História
agosto 17, 2026
Goleada por 3-0 do Arsenal expõe a dimensão do desafio de Maresca no Manchester City
A dominante vitória do Arsenal na Community Shield sugeriu que os campeões de Mikel Arteta ganharam profundidade e ambição, enquanto a estreia de Enzo Maresca no Manchester City expôs um plantel ainda a ajustar‑se à vida após Pep Guardiola.
Arsenal transformou a Community Shield numa enfática declaração de intenções, esmagando o Manchester City por 3-0 e proporcionando a Enzo Maresca uma sóbria primeira noite competitiva como sucessor de Pep Guardiola. O resultado pode ser apenas o pontapé de saída da temporada, mas o contraste entre as duas equipas foi difícil de ignorar.
Riccardo Calafiori marcou ao fim de apenas 24 segundos, Kai Havertz duplicou a vantagem e Martin Ødegaard completou o marcador pouco depois do intervalo. A velocidade, o controlo e a variedade do Arsenal abriram repetidamente a defesa do City, enquanto Christos Tzolis participou nos três golos.
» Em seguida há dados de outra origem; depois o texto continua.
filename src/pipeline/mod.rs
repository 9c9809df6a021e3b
//! Summarization pipeline
//!
//! [`runner::Summarizer`] drives the stages, [`observer`] exposes stage
//! boundaries, and [`loader`] turns a document path into text.

pub mod loader;
pub mod observer;
pub mod runner;
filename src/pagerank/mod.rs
//! Graph centrality
//!
//! Weighted PageRank over the sentence similarity graph.

pub mod standard;

/// Result of a PageRank computation
#[derive(Debug, Clone)]
pub struct PageRankResult {
    /// Scores for each node (indexed by node ID)
    pub scores: Vec<f64>,
    pub iterations: usize,
    /// Final L1 change between the last two iterations
    pub delta: f64,
    pub converged: bool,
}

impl PageRankResult {
    pub fn new(scores: Vec<f64>, iterations: usize, delta: f64, converged: bool) -> Self {
        Self {
            scores,
            iterations,
            delta,
            converged,
        }
    }

    /// Score of a node, 0.0 when out of range
    pub fn score(&self, node: u32) -> f64 {
        self.scores.get(node as usize).copied().unwrap_or(0.0)
    }
}
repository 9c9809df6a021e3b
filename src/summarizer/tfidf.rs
//! TF-IDF sentence vectors
//!
//! The vocabulary is induced from the sentence set passed to
//! [`TfIdfVectorizer::fit_transform`]; nothing is persisted between calls.
//! Weights follow the common smoothed formulation: raw term counts times
//! `ln((1 + n) / (1 + df)) + 1`, then L2 normalization.

use once_cell::sync::Lazy;
use regex::Regex;
use rustc_hash::FxHashMap;

use super::unit_vector::UnitVector;

// Terms are runs of two or more word characters
static TERM_PATTERN: Lazy<Regex> = Lazy::new(|| Regex::new(r"\b\w\w+\b").unwrap());

/// Term-weighting over an arbitrary list of strings
#[derive(Debug, Clone, Default)]
pub struct TfIdfVectorizer {
    /// Document frequency per term from the last fit
    document_frequency: FxHashMap<String, usize>,
    num_documents: usize,
}

impl TfIdfVectorizer {
    pub fn new() -> Self {
        Self::default()
    }

    /// Lowercased terms of a single document
    pub fn terms(text: &str) -> Vec<String> {
        let lower = text.to_lowercase();
        TERM_PATTERN
            .find_iter(&lower)
            .map(|m| m.as_str().to_string())
            .collect()
    }

    /// Learn the vocabulary from `documents` and return one unit vector each
    pub fn fit_transform<S: AsRef<str>>(&mut self, documents: &[S]) -> Vec<UnitVector> {
        let term_counts: Vec<FxHashMap<String, usize>> = documents
            .iter()
            .map(|doc| {
                let mut counts = FxHashMap::default();
                for term in Self::terms(doc.as_ref()) {
                    *counts.entry(term).or_insert(0) += 1;
                }
                counts
            })
            .collect();

        self.num_documents = documents.len();
        self.document_frequency.clear();
        for counts in &term_counts {
            for term in counts.keys() {
                *self.document_frequency.entry(term.clone()).or_insert(0) += 1;
            }
        }

        term_counts
            .into_iter()
            .map(|counts| {
                let weights = counts
                    .into_iter()
                    .map(|(term, tf)| {
                        let idf = self.idf(&term);
                        (term, tf as f64 * idf)
                    })
                    .collect();
                UnitVector::from_dimensions(weights)
            })
            .collect()
    }

    /// Smoothed inverse document frequency; 0.0 for unseen terms
    pub fn idf(&self, term: &str) -> f64 {
        match self.document_frequency.get(term) {
            Some(&df) => ((1.0 + self.num_documents as f64) / (1.0 + df as f64)).ln() + 1.0,
            None => 0.0,
        }
    }

    /// Number of distinct terms seen in the last fit
    pub fn vocabulary_size(&self) -> usize {
        self.document_frequency.len()
    }
}
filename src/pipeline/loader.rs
//! Document loading
//!
//! Text extraction from PDFs and other binary formats happens outside this
//! crate; implement [`DocumentLoader`] to plug an extractor in.
//! [`TextFileLoader`] covers documents that are already plain text.

use std::io::ErrorKind;
use std::path::Path;

use crate::errors::{Error, Result};
use crate::types::Document;

/// Produces the raw text of a document
pub trait DocumentLoader {
    /// Fails with [`Error::NotFound`] when the document does not exist and
    /// [`Error::Extraction`] when its text cannot be read
    fn load(&self, path: &Path) -> Result<Document>;
}

/// Loads UTF-8 text files
#[derive(Debug, Clone, Copy, Default)]
pub struct TextFileLoader;

impl DocumentLoader for TextFileLoader {
    fn load(&self, path: &Path) -> Result<Document> {
        match std::fs::read(path) {
            Ok(bytes) => String::from_utf8(bytes)
                .map(Document::new)
                .map_err(|e| Error::Extraction {
                    path: path.to_path_buf(),
                    reason: e.to_string(),
                }),
            Err(e) if e.kind() == ErrorKind::NotFound => Err(Error::NotFound(path.to_path_buf())),
            Err(e) => Err(Error::Extraction {
                path: path.to_path_buf(),
                reason: e.to_string(),
            }),
        }
    }
}

#[cfg(test)]
mod tests {
    use super::*;
    use std::io::Write;

    #[test]
    fn test_loads_text_file() {
        let mut file = tempfile::NamedTempFile::new().unwrap();
        write!(file, "Momentum works.\n12\n").unwrap();

        let document = TextFileLoader.load(file.path()).unwrap();
        assert_eq!(document.text, "Momentum works.\n12\n");
    }

    #[test]
    fn test_missing_file_is_not_found() {
        let err = TextFileLoader
            .load(Path::new("/nonexistent/paper.txt"))
            .unwrap_err();
        assert!(matches!(err, Error::NotFound(_)));
    }

    #[test]
    fn test_invalid_utf8_is_extraction_error() {
        let mut file = tempfile::NamedTempFile::new().unwrap();
        file.write_all(&[0xff, 0xfe, 0x00]).unwrap();

        let err = TextFileLoader.load(file.path()).unwrap_err();
        assert!(matches!(err, Error::Extraction { .. }));
    }
}
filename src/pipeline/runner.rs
//! Pipeline runner: orchestrates stage execution.
//!
//! [`Summarizer::run`] executes the stages in order, each consuming the
//! previous stage's output:
//! 1. Normalize (clean, lemmatize)
//! 2. Rank (TF-IDF similarity graph + PageRank)
//! 3. Filter (domain keywords, then truncate to `top_n`)
//! 4. Classify (first-match categories)
//! 5. Report
//!
//! Empty intermediate results short-circuit into an empty [`Report`] whose
//! [`ReportOutcome`] says which stage came up empty.

use std::path::Path;
use std::sync::Arc;

use crate::config::SummarizerConfig;
use crate::errors::Result;
use crate::nlp::model::LanguageModel;
use crate::nlp::normalizer::Normalizer;
use crate::pipeline::loader::DocumentLoader;
use crate::pipeline::observer::{
    NoopObserver, PipelineObserver, StageClock, StageReportBuilder, STAGE_CLASSIFY, STAGE_FILTER,
    STAGE_NORMALIZE, STAGE_RANK, STAGE_REPORT,
};
use crate::strategy::classifier::classify;
use crate::strategy::filter::DomainFilter;
use crate::strategy::report::{Report, ReportOutcome};
use crate::summarizer::ranker::SentenceRanker;

/// Enter a tracing span for a pipeline stage
macro_rules! trace_stage {
    ($name:expr) => {
        let _span = tracing::info_span!("pipeline_stage", stage = $name).entered();
    };
}

/// End-to-end summarizer: raw document text in, categorized report out
///
/// Holds no mutable state; one instance can serve many documents.
#[derive(Debug, Clone)]
pub struct Summarizer {
    config: SummarizerConfig,
    normalizer: Normalizer,
    ranker: SentenceRanker,
    filter: DomainFilter,
}

impl Summarizer {
    /// Validate `config` and load its language model
    ///
    /// Fails when the configuration is invalid or the language model is
    /// unavailable; both are fatal.
    pub fn new(config: SummarizerConfig) -> Result<Self> {
        config.validate()?;
        let model = match &config.keywords {
            Some(keywords) => Arc::new(LanguageModel::load(&config.language)?.keep_words(keywords)),
            None => LanguageModel::for_language(&config.language)?,
        };
        Ok(Self::assemble(config, model))
    }

    /// Build a summarizer around an already loaded model
    pub fn with_model(config: SummarizerConfig, model: Arc<LanguageModel>) -> Result<Self> {
        config.validate()?;
        Ok(Self::assemble(config, model))
    }

    fn assemble(config: SummarizerConfig, model: Arc<LanguageModel>) -> Self {
        let ranker = SentenceRanker::new(Arc::clone(&model))
            .with_pagerank(config.pagerank())
            .with_parallel_threshold(config.parallel_threshold);
        let filter = match &config.keywords {
            Some(keywords) => DomainFilter::from_list(keywords),
            None => DomainFilter::default(),
        };
        Self {
            normalizer: Normalizer::new(model),
            ranker,
            filter,
            config,
        }
    }

    pub fn config(&self) -> &SummarizerConfig {
        &self.config
    }

    /// Summarize document text
    pub fn summarize(&self, text: &str) -> Report {
        self.run(text, &mut NoopObserver)
    }

    /// Load a document and summarize it
    ///
    /// A loader failure is logged and yields an empty report with
    /// [`ReportOutcome::NoText`].
    pub fn summarize_path(&self, loader: &impl DocumentLoader, path: &Path) -> Report {
        match loader.load(path) {
            Ok(document) => self.summarize(&document.text),
            Err(err) => {
                tracing::warn!(path = %path.display(), error = %err, "could not load document");
                Report::empty(ReportOutcome::NoText)
            }
        }
    }

    /// Run every stage, notifying `observer` at each boundary
    pub fn run(&self, text: &str, observer: &mut impl PipelineObserver) -> Report {
        let top_n = self.config.top_n;

        // Stage 1: Normalize
        let normalized = {
            trace_stage!(STAGE_NORMALIZE);
            observer.on_stage_start(STAGE_NORMALIZE);
            let clock = StageClock::start();
            let normalized = self.normalizer.normalize(text);
            let report = StageReportBuilder::new(clock.elapsed())
                .items(normalized.lines().count())
                .build();
            observer.on_stage_end(STAGE_NORMALIZE, &report);
            normalized
        };
        if normalized.is_empty() {
            tracing::info!("no text left after normalization");
            return Report::empty(ReportOutcome::NoText);
        }

        // Stage 2: Rank
        let (candidates, sentence_count) = {
            trace_stage!(STAGE_RANK);
            observer.on_stage_start(STAGE_RANK);
            let clock = StageClock::start();
            let ranking = self.ranker.ranking(&normalized);
            let mut candidates = ranking.top_texts(self.config.candidate_count());
            if candidates.is_empty() && ranking.sentences.len() == 1 {
                // A lone sentence has no similarity edges but is the whole document
                candidates.push(ranking.sentences[0].text.clone());
            }
            let report = StageReportBuilder::new(clock.elapsed())
                .items(candidates.len())
                .nodes(ranking.graph_nodes)
                .edges(ranking.graph_edges)
                .iterations(ranking.iterations)
                .converged(ranking.converged)
                .build();
            observer.on_stage_end(STAGE_RANK, &report);
            (candidates, ranking.sentences.len())
        };
        if candidates.is_empty() {
            tracing::info!(
                sentences = sentence_count,
                "no sentences ranked for summarization"
            );
            return Report::empty(ReportOutcome::NoRankedSentences);
        }

        // Stage 3: Filter
        let relevant = {
            trace_stage!(STAGE_FILTER);
            observer.on_stage_start(STAGE_FILTER);
            let clock = StageClock::start();
            let mut relevant = self.filter.filter(&candidates);
            relevant.truncate(top_n);
            let report = StageReportBuilder::new(clock.elapsed())
                .items(relevant.len())
                .build();
            observer.on_stage_end(STAGE_FILTER, &report);
            relevant
        };
        if relevant.is_empty() {
            tracing::info!(
                candidates = candidates.len(),
                "no strategy-related sentences found"
            );
            return Report::empty(ReportOutcome::NoRelevantSentences);
        }

        // Stage 4: Classify
        let categorized = {
            trace_stage!(STAGE_CLASSIFY);
            observer.on_stage_start(STAGE_CLASSIFY);
            let clock = StageClock::start();
            let categorized = classify(&relevant);
            let report = StageReportBuilder::new(clock.elapsed())
                .items(categorized.len())
                .build();
            observer.on_stage_end(STAGE_CLASSIFY, &report);
            categorized
        };

        // Stage 5: Report
        trace_stage!(STAGE_REPORT);
        observer.on_stage_start(STAGE_REPORT);
        let clock = StageClock::start();
        let result = Report::new(categorized, self.config.style);
        let report = StageReportBuilder::new(clock.elapsed())
            .items(result.categories().len())
            .build();
        observer.on_stage_end(STAGE_REPORT, &report);

        result
    }
}

#[cfg(test)]
mod tests {
    use super::*;
    use crate::errors::Error;
    use crate::nlp::stopwords::StopwordFilter;
    use crate::pipeline::loader::TextFileLoader;
    use crate::pipeline::observer::StageReport;
    use crate::strategy::composer::ComposeStyle;
    use crate::types::Category;

    /// Records stage boundaries in order
    #[derive(Default)]
    struct RecordingObserver {
        events: Vec<String>,
        reports: Vec<(&'static str, StageReport)>,
    }

    impl PipelineObserver for RecordingObserver {
        fn on_stage_start(&mut self, stage: &'static str) {
            self.events.push(format!("start:{stage}"));
        }

        fn on_stage_end(&mut self, stage: &'static str, report: &StageReport) {
            self.events.push(format!("end:{stage}"));
            self.reports.push((stage, report.clone()));
        }
    }

    fn model() -> Arc<LanguageModel> {
        let stopwords = StopwordFilter::from_list(&["the", "a", "an", "is", "are", "on", "at", "of"]);
        Arc::new(LanguageModel::load("en").unwrap().with_stopwords(stopwords))
    }

    fn summarizer(config: SummarizerConfig) -> Summarizer {
        Summarizer::with_model(config, model()).unwrap()
    }

    const PAPER: &str = "The momentum strategy buys recent winners.\n\
        3\n\
        The momentum strategy sells recent losers.\n\
        Momentum signals use a moving average indicator.\n\
        Portfolio leverage is capped at two.\n\
        Bonds are boring.";

    #[test]
    fn test_invalid_config_is_fatal() {
        let config = SummarizerConfig {
            damping: 2.0,
            ..SummarizerConfig::default()
        };
        let err = Summarizer::new(config).unwrap_err();
        assert!(matches!(err, Error::InvalidConfig(_)));
    }

    #[test]
    fn test_zero_top_n_is_rejected() {
        let err = Summarizer::new(SummarizerConfig::default().with_top_n(0)).unwrap_err();
        assert!(matches!(err, Error::InvalidConfig(_)));
    }

    #[test]
    fn test_custom_keywords_survive_stopwords() {
        let config = SummarizerConfig::default().with_keywords(["after hours"]);
        let summarizer = Summarizer::new(config).unwrap();

        assert_eq!(summarizer.normalizer.normalize("Buy after hours."), "buy after hour");
    }

    #[test]
    fn test_unknown_language_is_fatal() {
        let config = SummarizerConfig {
            language: "xx".to_string(),
            ..SummarizerConfig::default()
        };
        let err = Summarizer::new(config).unwrap_err();
        assert!(err.is_fatal());
    }

    #[test]
    fn test_empty_text_has_no_text_outcome() {
        let report = summarizer(SummarizerConfig::default()).summarize("  \n12\n");
        assert_eq!(report.outcome, ReportOutcome::NoText);
        assert!(report.is_empty());
    }

    #[test]
    fn test_unrelated_sentences_have_no_ranked_outcome() {
        let report = summarizer(SummarizerConfig::default()).summarize("Apples grow. Rivers flow.");
        assert_eq!(report.outcome, ReportOutcome::NoRankedSentences);
    }

    #[test]
    fn test_single_sentence_passes_through() {
        let report = summarizer(SummarizerConfig::default()).summarize("Buy on the momentum signal.");

        assert_eq!(report.outcome, ReportOutcome::Complete);
        assert_eq!(
            report.section(Category::EntryConditions),
            &["Entry Signal: buy momentum signal".to_string()]
        );
    }

    #[test]
    fn test_irrelevant_ranked_sentences() {
        let report = summarizer(SummarizerConfig::default())
            .summarize("Bonds pay coupons. Bonds pay interest.");
        assert_eq!(report.outcome, ReportOutcome::NoRelevantSentences);
    }

    #[test]
    fn test_paper_is_categorized() {
        let report = summarizer(SummarizerConfig::default()).summarize(PAPER);

        assert_eq!(report.outcome, ReportOutcome::Complete);
        assert_eq!(
            report.section(Category::EntryConditions),
            &["Entry Signal: momentum strategy buy recent winner".to_string()]
        );
        assert_eq!(
            report.section(Category::ExitConditions),
            &["Exit Signal: momentum strategy sell recent loser".to_string()]
        );
        assert_eq!(
            report.section(Category::IndicatorsUsed),
            &["Indicator Used: momentum signal use move average indicator".to_string()]
        );
        // Risk sentence shares no term with the others and has no domain keyword
        assert!(report.section(Category::RiskManagement).is_empty());
    }

    #[test]
    fn test_top_n_limits_report() {
        let config = SummarizerConfig::default().with_top_n(1);
        let report = summarizer(config).summarize(PAPER);
        assert_eq!(report.sections.len(), 1);
    }

    #[test]
    fn test_custom_keywords() {
        let config = SummarizerConfig::default().with_keywords(["leverage"]);
        let report = summarizer(config)
            .summarize("Portfolio leverage is capped. Portfolio leverage is reviewed monthly.");

        assert_eq!(report.categories(), vec![Category::RiskManagement]);
        assert_eq!(report.section(Category::RiskManagement).len(), 2);
    }

    #[test]
    fn test_plain_style_display() {
        let config = SummarizerConfig::default().with_style(ComposeStyle::Plain);
        let report = summarizer(config).summarize("Buy on the momentum signal.");
        assert_eq!(
            report.to_string(),
            "Entry Conditions:\n- Entry Signal: buy momentum signal\n"
        );
    }

    #[test]
    fn test_observer_sees_every_stage_in_order() {
        let mut observer = RecordingObserver::default();
        summarizer(SummarizerConfig::default()).run(PAPER, &mut observer);

        let stages: Vec<_> = observer.reports.iter().map(|(stage, _)| *stage).collect();
        assert_eq!(
            stages,
            vec![STAGE_NORMALIZE, STAGE_RANK, STAGE_FILTER, STAGE_CLASSIFY, STAGE_REPORT]
        );
        assert_eq!(observer.events[0], "start:normalize");
        assert_eq!(observer.events[1], "end:normalize");

        let (_, rank) = &observer.reports[1];
        assert!(rank.nodes.unwrap() >= 2);
        assert_eq!(rank.converged, Some(true));
    }

    #[test]
    fn test_observer_stops_at_short_circuit() {
        let mut observer = RecordingObserver::default();
        summarizer(SummarizerConfig::default()).run("", &mut observer);
        assert_eq!(observer.events, vec!["start:normalize", "end:normalize"]);
    }

    #[test]
    fn test_missing_document_yields_no_text() {
        let report = summarizer(SummarizerConfig::default())
            .summarize_path(&TextFileLoader, Path::new("/nonexistent/paper.txt"));
        assert_eq!(report.outcome, ReportOutcome::NoText);
    }
}
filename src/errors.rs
//! Error types
//!
//! Only collaborator failures and bad configuration are errors. Empty or
//! degenerate input flows through the pipeline as empty results.

use std::path::PathBuf;

use thiserror::Error;

/// Errors surfaced by the summarization engine
#[derive(Debug, Error)]
pub enum Error {
    /// The linguistic model could not be loaded. Fatal for the whole pipeline.
    #[error("language model '{language}' is unavailable: {reason}")]
    ModelUnavailable { language: String, reason: String },

    /// The document to load does not exist
    #[error("document not found: {0}")]
    NotFound(PathBuf),

    /// The document exists but no text could be extracted from it
    #[error("text extraction failed for {path}: {reason}")]
    Extraction { path: PathBuf, reason: String },

    /// A configuration value is out of range
    #[error("invalid configuration: {0}")]
    InvalidConfig(String),

    #[error("IO error: {0}")]
    Io(#[from] std::io::Error),

    #[error("JSON error: {0}")]
    Json(#[from] serde_json::Error),
}

pub type Result<T> = std::result::Result<T, Error>;

impl Error {
    /// Whether the error must abort the pipeline rather than degrade to an
    /// empty report
    pub fn is_fatal(&self) -> bool {
        matches!(self, Error::ModelUnavailable { .. } | Error::InvalidConfig(_))
    }
}
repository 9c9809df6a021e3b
//! Trading-strategy extraction
//!
//! Keyword filtering of ranked sentences, first-match category assignment,
//! and composition of the categorized sentences into a report.

pub mod classifier;
pub mod composer;
pub mod filter;
pub mod report;
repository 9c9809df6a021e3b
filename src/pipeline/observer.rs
//! Pipeline observer: hooks for logging, profiling, and debugging.
//!
//! Observers are notified at stage boundaries without coupling to stage
//! logic. The observer is passed explicitly to [`Summarizer::run`]
//! (see [`super::runner`]), so no global logging state is needed.
//!
//! [`Summarizer::run`]: super::runner::Summarizer::run

use std::time::{Duration, Instant};

pub const STAGE_NORMALIZE: &str = "normalize";
pub const STAGE_RANK: &str = "rank";
pub const STAGE_FILTER: &str = "filter";
pub const STAGE_CLASSIFY: &str = "classify";
pub const STAGE_REPORT: &str = "report";

/// Wall-clock timer for one stage
#[derive(Debug, Clone, Copy)]
pub struct StageClock {
    started: Instant,
}

impl StageClock {
    pub fn start() -> Self {
        Self {
            started: Instant::now(),
        }
    }

    pub fn elapsed(&self) -> Duration {
        self.started.elapsed()
    }
}

/// What a stage did
#[derive(Debug, Clone, Default, PartialEq)]
pub struct StageReport {
    pub elapsed: Duration,
    /// Number of items the stage produced (sentences, categories, ...)
    pub items: Option<usize>,
    pub nodes: Option<usize>,
    pub edges: Option<usize>,
    pub iterations: Option<usize>,
    pub converged: Option<bool>,
}

impl StageReport {
    pub fn new(elapsed: Duration) -> Self {
        Self {
            elapsed,
            ..Self::default()
        }
    }
}

/// Fluent construction of a [`StageReport`]
#[derive(Debug, Clone)]
pub struct StageReportBuilder {
    report: StageReport,
}

impl StageReportBuilder {
    pub fn new(elapsed: Duration) -> Self {
        Self {
            report: StageReport::new(elapsed),
        }
    }

    pub fn items(mut self, items: usize) -> Self {
        self.report.items = Some(items);
        self
    }

    pub fn nodes(mut self, nodes: usize) -> Self {
        self.report.nodes = Some(nodes);
        self
    }

    pub fn edges(mut self, edges: usize) -> Self {
        self.report.edges = Some(edges);
        self
    }

    pub fn iterations(mut self, iterations: usize) -> Self {
        self.report.iterations = Some(iterations);
        self
    }

    pub fn converged(mut self, converged: bool) -> Self {
        self.report.converged = Some(converged);
        self
    }

    pub fn build(self) -> StageReport {
        self.report
    }
}

/// Receives stage boundary notifications
///
/// All methods default to no-ops.
pub trait PipelineObserver {
    fn on_stage_start(&mut self, _stage: &'static str) {}

    fn on_stage_end(&mut self, _stage: &'static str, _report: &StageReport) {}
}

/// Observer that ignores every notification
#[derive(Debug, Clone, Copy, Default)]
pub struct NoopObserver;

impl PipelineObserver for NoopObserver {}

/// Observer that emits one `tracing` debug event per finished stage
#[derive(Debug, Clone, Copy, Default)]
pub struct TracingObserver;

impl PipelineObserver for TracingObserver {
    fn on_stage_end(&mut self, stage: &'static str, report: &StageReport) {
        tracing::debug!(
            stage,
            elapsed_us = report.elapsed.as_micros() as u64,
            items = ?report.items,
            nodes = ?report.nodes,
            edges = ?report.edges,
            iterations = ?report.iterations,
            converged = ?report.converged,
            "stage finished"
        );
    }
}

#[cfg(test)]
mod tests {
    use super::*;

    #[test]
    fn test_builder_sets_fields() {
        let report = StageReportBuilder::new(Duration::from_millis(3))
            .items(4)
            .nodes(5)
            .edges(6)
            .iterations(7)
            .converged(true)
            .build();

        assert_eq!(report.elapsed, Duration::from_millis(3));
        assert_eq!(report.items, Some(4));
        assert_eq!(report.nodes, Some(5));
        assert_eq!(report.edges, Some(6));
        assert_eq!(report.iterations, Some(7));
        assert_eq!(report.converged, Some(true));
    }

    #[test]
    fn test_plain_report_has_no_counts() {
        let report = StageReport::new(Duration::ZERO);
        assert!(report.items.is_none());
        assert!(report.converged.is_none());
    }

    #[test]
    fn test_default_observer_methods_are_callable() {
        let mut observer = NoopObserver;
        observer.on_stage_start(STAGE_RANK);
        observer.on_stage_end(STAGE_RANK, &StageReport::default());

        let mut tracing_observer = TracingObserver;
        tracing_observer.on_stage_end(STAGE_RANK, &StageReport::default());
    }

    #[test]
    fn test_clock_is_monotonic() {
        let clock = StageClock::start();
        let first = clock.elapsed();
        assert!(clock.elapsed() >= first);
    }
}
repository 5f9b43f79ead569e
mod common;
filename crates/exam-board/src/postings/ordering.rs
use super::domain::ExamStatus;
use chrono::NaiveDateTime;
use std::cmp::Ordering;

/// Anything that can be placed in an actionable-first listing.
pub trait Ranked {
    fn status(&self) -> ExamStatus;
    fn exam_instant(&self) -> Option<NaiveDateTime>;
}

/// Orders two statuses by priority, higher priority first.
pub fn rank(a: ExamStatus, b: ExamStatus) -> Ordering {
    b.priority().cmp(&a.priority())
}

/// Priority first, then earliest exam date; undated items trail dated ones.
pub fn compare<T: Ranked + ?Sized>(a: &T, b: &T) -> Ordering {
    rank(a.status(), b.status()).then_with(|| match (a.exam_instant(), b.exam_instant()) {
        (Some(left), Some(right)) => left.cmp(&right),
        (Some(_), None) => Ordering::Less,
        (None, Some(_)) => Ordering::Greater,
        (None, None) => Ordering::Equal,
    })
}

pub fn sort_ranked<T: Ranked>(items: &mut [T]) {
    items.sort_by(|a, b| compare(a, b));
}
A exibição sugeriu um plantel reforçado por contratações como Bruno Guimarães e Tzolis, com Mikel Arteta a poder lançar Declan Rice após o intervalo sem perder ímpeto. Uma análise descreveu o Arsenal como “cirúrgico em posse” e o City como carecendo de “qualquer aparência de controlo.”1
O aviso mais profundo para os rivais do Arsenal foi o surgimento de Myles Lewis-Skelly e a enorme profundidade do meio-campo. O passe do jovem criou o primeiro golo, enquanto Guimarães impressionou antes da sua substituição planeada ao intervalo. O capitão do Arsenal, Ødegaard, também pareceu mais próximo do seu melhor nível após uma época marcada por lesões. A exibição levou uma análise a classificar a equipa de Arteta como “clara favorita a defender o título”, ao mesmo tempo que destacava as opções disponíveis em todo o meio-campo.2
Arteta acolheu essa interpretação, afirmando que a exibição da equipa representou “o nosso padrão” e insistindo que o Arsenal quer voltar a conquistar o título.3 A sua confiança contrastou com a resposta mais cautelosa de Maresca. O treinador do City admitiu que estava preocupado, mas argumentou que era “apenas o início” e que os seus jogadores reagiram de forma positiva após sofrerem o golo.3
Essa distinção capta a tensão central da noite. O Arsenal viu o jogo como prova de prontidão; o City viu-o como um diagnóstico precoce. Com o futuro de Rodri incerto, novas contratações ainda esperadas e um plantel a adaptar-se a um novo treinador, Maresca tem tempo — mas ainda poucas provas de que a era Guardiola será fácil de substituir.